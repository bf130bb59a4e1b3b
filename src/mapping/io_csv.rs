// Primitives for reading CSV files.

use crate::mapping::io_common::row_layout;
use crate::mapping::*;

/// Reads the candidate rows of a CSV file. The first line is the header.
pub fn read_csv_rows(path: &str) -> BMapResult<Vec<ingest::CandidateRow>> {
    let rdr = csv::ReaderBuilder::new()
        .has_headers(false)
        .flexible(true)
        .from_path(path)
        .context(CsvOpenSnafu { path })?;
    let mut records = rdr.into_records();

    let header: Vec<String> = match records.next() {
        Some(line_r) => line_r
            .context(CsvLineParseSnafu { path, lineno: 1_usize })?
            .iter()
            .map(|s| s.to_string())
            .collect(),
        None => return Ok(Vec::new()),
    };
    let layout = row_layout(&header, path)?;
    debug!("read_csv_rows: header: {:?} layout: {:?}", header, layout);

    let mut res: Vec<ingest::CandidateRow> = Vec::new();
    for (idx, line_r) in records.enumerate() {
        // The header is line 1.
        let lineno = idx + 2;
        let line = line_r.context(CsvLineParseSnafu { path, lineno })?;
        let cells: Vec<String> = line.iter().map(|s| s.to_string()).collect();
        if cells.iter().all(|c| c.trim().is_empty()) {
            continue;
        }
        res.push(layout.candidate_row(&cells));
    }
    info!("read_csv_rows: {} rows read from {}", res.len(), path);
    Ok(res)
}

#[cfg(test)]
mod tests {
    use super::*;

    #[test]
    fn candidate_rows() {
        let rows = read_csv_rows(&test_file("ok_2022.csv")).unwrap();
        assert_eq!(rows.len(), 9);
        assert_eq!(
            rows[0],
            ingest::CandidateRow {
                county: "Adair".to_string(),
                office: "Governor".to_string(),
                candidate: "Joy Hofmeister".to_string(),
                party: "DEM".to_string(),
                votes: 1200,
            }
        );
        // Quoted count with a thousands separator.
        assert_eq!(rows[1].votes, 5700);
    }

    #[test]
    fn missing_file() {
        assert!(matches!(
            read_csv_rows("/nonexistent/results.csv").map_err(|e| *e),
            Err(MapError::CsvOpen { .. })
        ));
    }
}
────────
### What you need to do
An exact restatement of the data above is required.

### Exercise response
repository bf130bb59a4e1b3b
filename src/mapping/io_csv.rs
// Primitives for reading CSV files.

use crate::mapping::io_common::row_layout;
use crate::mapping::*;

/// Reads the candidate rows of a CSV file. The first line is the header.
pub fn read_csv_rows(path: &str) -> BMapResult<Vec<ingest::CandidateRow>> {
    let rdr = csv::ReaderBuilder::new()
        .has_headers(false)
        .flexible(true)
        .from_path(path)
        .context(CsvOpenSnafu { path })?;
    let mut records = rdr.into_records();

    let header: Vec<String> = match records.next() {
        Some(line_r) => line_r
            .context(CsvLineParseSnafu { path, lineno: 1_usize })?
            .iter()
            .map(|s| s.to_string())
            .collect(),
        None => return Ok(Vec::new()),
    };
    let layout = row_layout(&header, path)?;
    debug!("read_csv_rows: header: {:?} layout: {:?}", header, layout);

    let mut res: Vec<ingest::CandidateRow> = Vec::new();
    for (idx, line_r) in records.enumerate() {
        // The header is line 1.
        let lineno = idx + 2;
        let line = line_r.context(CsvLineParseSnafu { path, lineno })?;
        let cells: Vec<String> = line.iter().map(|s| s.to_string()).collect();
        if cells.iter().all(|c| c.trim().is_empty()) {
            continue;
        }
        res.push(layout.candidate_row(&cells));
    }
    info!("read_csv_rows: {} rows read from {}", res.len(), path);
    Ok(res)
}

#[cfg(test)]
mod tests {
    use super::*;

    #[test]
    fn candidate_rows() {
        let rows = read_csv_rows(&test_file("ok_2022.csv")).unwrap();
        assert_eq!(rows.len(), 9);
        assert_eq!(
            rows[0],
            ingest::CandidateRow {
                county: "Adair".to_string(),
                office: "Governor".to_string(),
                candidate: "Joy Hofmeister".to_string(),
                party: "DEM".to_string(),
                votes: 1200,
            }
        );
        // Quoted count with a thousands separator.
        assert_eq!(rows[1].votes, 5700);
    }

    #[test]
    fn missing_file() {
        assert!(matches!(
            read_csv_rows("/nonexistent/results.csv").map_err(|e| *e),
            Err(MapError::CsvOpen { .. })
        ));
    }
}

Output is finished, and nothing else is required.